Inabalável poder de sedução

Elias Andreato e Johnny Massaro em Visitando o Sr. Green (Foto: Ronaldo Gutierrez)
SÃO PAULO – Visitando o Sr. Green é uma peça que funciona como veículo para um ator experiente. O personagem-título – um irascível judeu ortodoxo idoso – fornece material para a realização de um minucioso trabalho de composição, tanto físico quanto vocal. Retomado, após bem-sucedidos espetáculos anteriores, esse texto do dramaturgo norte-americano Jeff Baron ganha nova montagem, assinada por Guilherme Piva, atualmente em cartaz no Teatro Renaissance.
Antes de surgir em cena “na pele” do Sr. Green, Elias Andreato dirigiu o primeiro espetáculo, com Paulo Autran e Cassio Scapin. A intimidade de Andreato com o texto, agora em tradução de Gustavo Pinheiro, transparece em sua atuação orgânica, que escapa da armadilha da evidenciação de artifícios na construção corporal. Parceiro de palco, Johnny Massaro não uniformiza o constante estado de irritação – e, de um determinado momento em diante, indignação – do jovem Ross, judeu como Green. Assistir à entrosada contracena entre eles é o maior atrativo dessa montagem, que cumpre a importante função de oferecer ao público algo cada vez menos frequente com o passar do tempo: um exemplar bem feito de teatro de mercado a partir da escolha de um texto comunicativo que propicia oportunidades significativas aos atores.
Jeff Baron estabelece, desde o início, o convívio conflituoso entre o Sr. Green e Ross – o segundo é obrigado a visitar, com assiduidade, o primeiro como forma de reparação depois de um acidente de trânsito. O embate entre ambos em torno da questão da sexualidade se alonga, o que faz com que a peça, apesar da duração compacta, pareça um pouco estacionada em termos de desenvolvimento de situação. A inclusão de uma revelação acerca do passado familiar de Green apenas reitera o conservadorismo e a rigidez do personagem. E não é difícil prever como a relação entre Green e Ross se desenrolará até o final, que, em todo caso, sinaliza com uma louvável possibilidade de conciliação entre a tradição e a percepção de novos horizontes.

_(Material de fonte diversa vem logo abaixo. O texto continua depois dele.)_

//! Episode records: one typed row of an uploaded table

use crate::text::{QueryList, RawField};
use serde::{Deserialize, Serialize};
use std::collections::HashMap;

/// Column names the core understands.
pub mod columns {
    pub const TITLE: &str = "Title";
    pub const DESCRIPTION: &str = "Description";
    pub const ANALYZED: &str = "Analyzed";
    pub const QUERY_COUNT: &str = "No of Queries";
    pub const ADDED_QUERIES: &str = "Added Queries";
    pub const IMPORTANT_WORDS: &str = "Important Words";
    pub const IMPORTANT_WORDS_1: &str = "Important Words 1";
    pub const IMPORTANT_WORDS_2: &str = "Important Words 2";
    pub const IMPORTANT_WORDS_3: &str = "Important Words 3";

    /// Columns that must be present in every upload.
    pub const REQUIRED: [&str; 2] = [TITLE, DESCRIPTION];

    /// Tracking columns, appended in this order when an upload lacks them.
    pub const TRACKING: [&str; 3] = [ANALYZED, QUERY_COUNT, ADDED_QUERIES];

    /// Columns shown in the table overview.
    pub const DISPLAY: [&str; 5] = [TITLE, DESCRIPTION, ANALYZED, QUERY_COUNT, ADDED_QUERIES];
}

/// Pre-computed keyword columns. Any of them may be absent.
#[derive(Debug, Clone, Default, PartialEq, Eq, Serialize, Deserialize)]
pub struct ImportantWords {
    pub general: RawField,
    pub one_word: RawField,
    pub two_word: RawField,
    pub three_word: RawField,
}

impl ImportantWords {
    fn slot(&self, column: &str) -> Option<&RawField> {
        match column {
            columns::IMPORTANT_WORDS => Some(&self.general),
            columns::IMPORTANT_WORDS_1 => Some(&self.one_word),
            columns::IMPORTANT_WORDS_2 => Some(&self.two_word),
            columns::IMPORTANT_WORDS_3 => Some(&self.three_word),
            _ => None,
        }
    }

    fn slot_mut(&mut self, column: &str) -> Option<&mut RawField> {
        match column {
            columns::IMPORTANT_WORDS => Some(&mut self.general),
            columns::IMPORTANT_WORDS_1 => Some(&mut self.one_word),
            columns::IMPORTANT_WORDS_2 => Some(&mut self.two_word),
            columns::IMPORTANT_WORDS_3 => Some(&mut self.three_word),
            _ => None,
        }
    }
}

/// One episode row.
///
/// Known columns get typed fields; everything else the upload carried is kept
/// in `extra` so an export reproduces it.
#[derive(Debug, Clone, Default, PartialEq, Serialize, Deserialize)]
pub struct EpisodeRecord {
    pub title: String,
    pub description: String,
    pub analyzed: bool,
    query_count: usize,
    added_queries: String,
    pub important_words: ImportantWords,
    #[serde(default, skip_serializing_if = "HashMap::is_empty")]
    pub extra: HashMap<String, RawField>,
}

impl EpisodeRecord {
    pub fn new(title: impl Into<String>, description: impl Into<String>) -> Self {
        Self {
            title: title.into(),
            description: description.into(),
            ..Default::default()
        }
    }

    pub fn with_important_words(mut self, column: &str, field: impl Into<RawField>) -> Self {
        if let Some(slot) = self.important_words.slot_mut(column) {
            *slot = field.into();
        }
        self
    }

    /// Build a record from a row aligned with `columns`.
    ///
    /// Missing trailing cells are treated as absent; surplus cells are ignored.
    pub(crate) fn from_row(columns: &[String], row: Vec<RawField>) -> Self {
        let mut record = Self::default();
        let mut cells = row.into_iter();
        for column in columns {
            let cell = cells.next().unwrap_or_default();
            record.set_cell(column, cell);
        }
        record
    }

    fn set_cell(&mut self, column: &str, cell: RawField) {
        match column {
            columns::TITLE => self.title = text_or_empty(cell),
            columns::DESCRIPTION => self.description = text_or_empty(cell),
            columns::ANALYZED => self.analyzed = parse_flag(&cell),
            columns::QUERY_COUNT => self.query_count = parse_count(&cell),
            // Lists and other non-text values carry no stored queries.
            columns::ADDED_QUERIES => {
                self.added_queries = cell.as_text().map(str::to_string).unwrap_or_default()
            }
            other => match self.important_words.slot_mut(other) {
                Some(slot) => *slot = cell,
                None => {
                    self.extra.insert(other.to_string(), cell);
                }
            },
        }
    }

    /// Render the value of `column` as a CSV cell.
    pub fn cell(&self, column: &str) -> String {
        match column {
            columns::TITLE => self.title.clone(),
            columns::DESCRIPTION => self.description.clone(),
            columns::ANALYZED => flag_cell(self.analyzed).to_string(),
            columns::QUERY_COUNT => self.query_count.to_string(),
            columns::ADDED_QUERIES => self.added_queries.clone(),
            other => self
                .important_words
                .slot(other)
                .or_else(|| self.extra.get(other))
                .map(RawField::to_cell)
                .unwrap_or_default(),
        }
    }

    /// Stored query count (`No of Queries`).
    pub fn query_count(&self) -> usize {
        self.query_count
    }

    /// Raw `Added Queries` cell.
    pub fn added_queries(&self) -> &str {
        &self.added_queries
    }

    /// Parsed `Added Queries`.
    pub fn queries(&self) -> QueryList {
        QueryList::parse(&self.added_queries)
    }

    /// Store a query list, keeping `No of Queries` equal to its length.
    pub fn set_queries(&mut self, queries: &QueryList) {
        self.added_queries = queries.to_cell();
        self.query_count = queries.len();
    }
}

fn text_or_empty(cell: RawField) -> String {
    match cell {
        RawField::Text(text) => text,
        RawField::Absent => String::new(),
        list @ RawField::List(_) => list.to_cell(),
    }
}

fn flag_cell(flag: bool) -> &'static str {
    if flag {
        "True"
    } else {
        "False"
    }
}

/// Accepts the spellings spreadsheet tools write for booleans.
fn parse_flag(cell: &RawField) -> bool {
    match cell.as_text().map(str::trim) {
        Some(text) => matches!(
            text.to_ascii_lowercase().as_str(),
            "true" | "1" | "1.0" | "yes" | "y"
        ),
        None => false,
    }
}

/// Non-negative integer cell. Float spellings (`"3.0"`) are accepted because
/// a column with gaps is often written as floats.
fn parse_count(cell: &RawField) -> usize {
    let Some(text) = cell.as_text().map(str::trim) else {
        return 0;
    };
    if let Ok(count) = text.parse::<usize>() {
        return count;
    }
    match text.parse::<f64>() {
        Ok(value) if value.is_finite() && value >= 0.0 => value as usize,
        _ => 0,
    }
}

A previsibilidade da peça tende a ser relevada por muitos espectadores, provavelmente conectados com esse espetáculo conduzido com fluência e sem turbulências por Guilherme Piva. Não há obstáculos à apreciação da plateia, sensibilizada pelos carismáticos trabalhos dos atores. Os elementos constitutivos da cena seguem à risca as indicações contidas no texto. No cenário, Chris Aizner realça o visual antiquado do apartamento do Sr. Green, cabendo chamar atenção para a parede envidraçada com letreiro luminoso na parte externa. Karen Brusttolin explora, nos figurinos, o contraste geracional e de perspectivas de mundo entre os dois personagens. A iluminação de Maneco Quinderé oscila entre a luz aberta própria da comédia e gradações mais nuançadas à medida que o drama se impõe. Liliane Secco destaca, na trilha sonora, o universo judaico, priorizando sonoridade moderna, mesmo que sem perder de vista a melodia antiga.
O investimento em montagens de Visitando o Sr. Green no decorrer dos anos (além das mencionadas, houve mais uma com Sergio Mamberti e Ricardo Gelli, sob a direção de Cassio Scapin) comprova que as limitações da peça não ameaçam seu poder de sedução. Levando-se em conta o panorama do teatro de hoje – voltado, com regularidade, para propostas que, independentemente de juízos de valor, costumam reunir uma quantidade restrita de espectadores –, a adesão do público a esse texto pode ser avaliada como positiva, ainda mais considerando as inspiradas interpretações dos atores.
VISITANDO O SR. GREEN – Texto de Jeff Baron. Direção de Guilherme Piva. Com Elias Andreato e Johnny Massaro. Teatro Renaissance (Alameda Santos, 2223). Sáb., às 21h e dom., às 19h. Ingressos: R$ 150,00.